# Problem requirements
The word to find is "Option". Copy each line of the material that contains it.

··· Extracted material

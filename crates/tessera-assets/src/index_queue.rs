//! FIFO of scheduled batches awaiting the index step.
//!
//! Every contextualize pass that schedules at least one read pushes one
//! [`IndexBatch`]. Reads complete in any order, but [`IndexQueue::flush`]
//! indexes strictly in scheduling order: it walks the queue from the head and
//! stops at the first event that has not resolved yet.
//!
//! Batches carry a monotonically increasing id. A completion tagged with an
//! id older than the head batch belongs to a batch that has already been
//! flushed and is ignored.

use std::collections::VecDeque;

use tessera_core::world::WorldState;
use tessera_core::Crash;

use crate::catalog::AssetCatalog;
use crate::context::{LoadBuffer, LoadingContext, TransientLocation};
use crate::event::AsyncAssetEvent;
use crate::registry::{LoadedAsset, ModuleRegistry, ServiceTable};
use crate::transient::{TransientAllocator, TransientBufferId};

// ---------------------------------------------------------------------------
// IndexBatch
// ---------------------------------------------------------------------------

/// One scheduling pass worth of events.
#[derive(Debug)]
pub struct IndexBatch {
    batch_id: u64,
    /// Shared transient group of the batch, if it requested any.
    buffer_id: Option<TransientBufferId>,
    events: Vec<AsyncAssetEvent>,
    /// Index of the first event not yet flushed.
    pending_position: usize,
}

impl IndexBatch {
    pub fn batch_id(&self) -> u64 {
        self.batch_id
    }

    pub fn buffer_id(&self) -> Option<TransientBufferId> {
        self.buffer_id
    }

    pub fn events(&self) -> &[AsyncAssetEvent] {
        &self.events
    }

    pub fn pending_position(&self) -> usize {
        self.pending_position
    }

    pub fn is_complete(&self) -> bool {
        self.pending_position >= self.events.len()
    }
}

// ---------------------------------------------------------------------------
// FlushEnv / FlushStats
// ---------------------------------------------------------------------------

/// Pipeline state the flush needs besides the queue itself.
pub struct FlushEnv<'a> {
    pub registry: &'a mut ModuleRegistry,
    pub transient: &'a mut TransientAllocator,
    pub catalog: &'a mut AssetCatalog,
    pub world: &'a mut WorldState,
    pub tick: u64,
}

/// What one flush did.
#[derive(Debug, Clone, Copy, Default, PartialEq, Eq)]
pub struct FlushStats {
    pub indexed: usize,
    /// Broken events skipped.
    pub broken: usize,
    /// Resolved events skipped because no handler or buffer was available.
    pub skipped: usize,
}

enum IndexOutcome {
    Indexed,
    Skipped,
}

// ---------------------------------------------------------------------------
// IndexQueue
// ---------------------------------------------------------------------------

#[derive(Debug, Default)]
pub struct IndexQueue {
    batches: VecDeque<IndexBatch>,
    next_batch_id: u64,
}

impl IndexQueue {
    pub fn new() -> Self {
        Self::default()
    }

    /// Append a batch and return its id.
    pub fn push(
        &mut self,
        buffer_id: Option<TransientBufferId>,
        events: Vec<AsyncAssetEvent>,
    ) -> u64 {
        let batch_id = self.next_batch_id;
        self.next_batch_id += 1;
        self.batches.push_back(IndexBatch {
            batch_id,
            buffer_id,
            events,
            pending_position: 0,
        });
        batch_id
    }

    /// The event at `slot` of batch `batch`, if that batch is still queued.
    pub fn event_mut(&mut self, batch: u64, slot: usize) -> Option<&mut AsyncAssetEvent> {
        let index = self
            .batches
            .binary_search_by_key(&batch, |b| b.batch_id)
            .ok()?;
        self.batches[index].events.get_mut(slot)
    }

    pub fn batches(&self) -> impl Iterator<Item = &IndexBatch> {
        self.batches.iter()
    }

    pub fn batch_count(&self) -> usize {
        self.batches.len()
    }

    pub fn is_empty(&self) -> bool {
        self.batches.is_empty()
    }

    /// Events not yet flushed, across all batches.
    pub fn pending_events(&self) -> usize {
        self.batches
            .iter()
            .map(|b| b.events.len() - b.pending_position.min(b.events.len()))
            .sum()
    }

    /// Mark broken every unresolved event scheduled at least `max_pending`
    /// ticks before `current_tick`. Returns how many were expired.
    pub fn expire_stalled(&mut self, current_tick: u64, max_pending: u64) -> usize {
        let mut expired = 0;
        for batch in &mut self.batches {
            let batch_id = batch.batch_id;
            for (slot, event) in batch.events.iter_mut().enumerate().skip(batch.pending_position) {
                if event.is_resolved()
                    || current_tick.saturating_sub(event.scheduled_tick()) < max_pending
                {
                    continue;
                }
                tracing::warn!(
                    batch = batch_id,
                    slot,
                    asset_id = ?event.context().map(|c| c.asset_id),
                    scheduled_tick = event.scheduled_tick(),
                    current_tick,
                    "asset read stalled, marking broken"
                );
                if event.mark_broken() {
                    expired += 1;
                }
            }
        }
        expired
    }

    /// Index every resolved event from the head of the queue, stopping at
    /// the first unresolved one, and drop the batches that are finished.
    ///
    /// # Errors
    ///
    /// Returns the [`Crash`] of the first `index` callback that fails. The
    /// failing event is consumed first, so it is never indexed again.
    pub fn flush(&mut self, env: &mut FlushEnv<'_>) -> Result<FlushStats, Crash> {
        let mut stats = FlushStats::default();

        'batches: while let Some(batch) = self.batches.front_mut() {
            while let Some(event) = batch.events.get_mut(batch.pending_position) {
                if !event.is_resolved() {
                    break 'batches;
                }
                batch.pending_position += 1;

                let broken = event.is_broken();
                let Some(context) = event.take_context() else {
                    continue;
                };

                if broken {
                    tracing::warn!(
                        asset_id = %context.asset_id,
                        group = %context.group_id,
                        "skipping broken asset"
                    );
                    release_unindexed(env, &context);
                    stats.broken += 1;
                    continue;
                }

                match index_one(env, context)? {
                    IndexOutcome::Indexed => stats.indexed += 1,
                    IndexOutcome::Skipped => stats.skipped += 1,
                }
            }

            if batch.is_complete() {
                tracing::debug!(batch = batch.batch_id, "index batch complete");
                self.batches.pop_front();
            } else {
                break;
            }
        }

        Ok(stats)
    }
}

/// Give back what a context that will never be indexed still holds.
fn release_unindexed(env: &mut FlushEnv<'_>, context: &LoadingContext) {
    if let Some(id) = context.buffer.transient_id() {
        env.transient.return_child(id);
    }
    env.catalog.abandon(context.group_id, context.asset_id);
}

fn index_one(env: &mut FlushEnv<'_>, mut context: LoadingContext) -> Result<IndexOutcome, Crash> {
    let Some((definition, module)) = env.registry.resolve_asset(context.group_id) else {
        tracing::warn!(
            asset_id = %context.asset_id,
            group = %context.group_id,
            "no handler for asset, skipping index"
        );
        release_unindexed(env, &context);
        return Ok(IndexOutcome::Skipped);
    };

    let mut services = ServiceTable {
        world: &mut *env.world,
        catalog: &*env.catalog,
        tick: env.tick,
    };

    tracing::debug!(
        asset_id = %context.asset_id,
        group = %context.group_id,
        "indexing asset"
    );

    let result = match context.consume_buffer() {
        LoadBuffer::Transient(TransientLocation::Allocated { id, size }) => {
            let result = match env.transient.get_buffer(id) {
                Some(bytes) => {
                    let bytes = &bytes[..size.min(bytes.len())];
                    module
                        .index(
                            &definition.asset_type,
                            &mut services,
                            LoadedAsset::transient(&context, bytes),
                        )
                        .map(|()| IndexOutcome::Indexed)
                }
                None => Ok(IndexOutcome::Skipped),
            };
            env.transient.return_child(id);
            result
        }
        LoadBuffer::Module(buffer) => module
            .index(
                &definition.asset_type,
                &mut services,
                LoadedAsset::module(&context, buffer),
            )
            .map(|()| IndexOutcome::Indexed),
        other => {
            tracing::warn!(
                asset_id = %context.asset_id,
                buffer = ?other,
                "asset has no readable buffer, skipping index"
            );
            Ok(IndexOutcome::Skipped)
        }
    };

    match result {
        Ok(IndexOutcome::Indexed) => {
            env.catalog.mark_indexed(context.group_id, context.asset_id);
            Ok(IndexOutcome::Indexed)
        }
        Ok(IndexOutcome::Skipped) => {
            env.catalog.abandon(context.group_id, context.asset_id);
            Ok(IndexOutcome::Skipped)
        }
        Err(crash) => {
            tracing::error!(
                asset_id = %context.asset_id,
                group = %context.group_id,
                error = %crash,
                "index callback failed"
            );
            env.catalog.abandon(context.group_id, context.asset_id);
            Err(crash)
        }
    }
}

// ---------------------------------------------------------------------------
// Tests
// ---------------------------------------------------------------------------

······

# Response
    buffer_id: Option<TransientBufferId>,
    pub fn buffer_id(&self) -> Option<TransientBufferId> {
        buffer_id: Option<TransientBufferId>,
    pub fn event_mut(&mut self, batch: u64, slot: usize) -> Option<&mut AsyncAssetEvent> {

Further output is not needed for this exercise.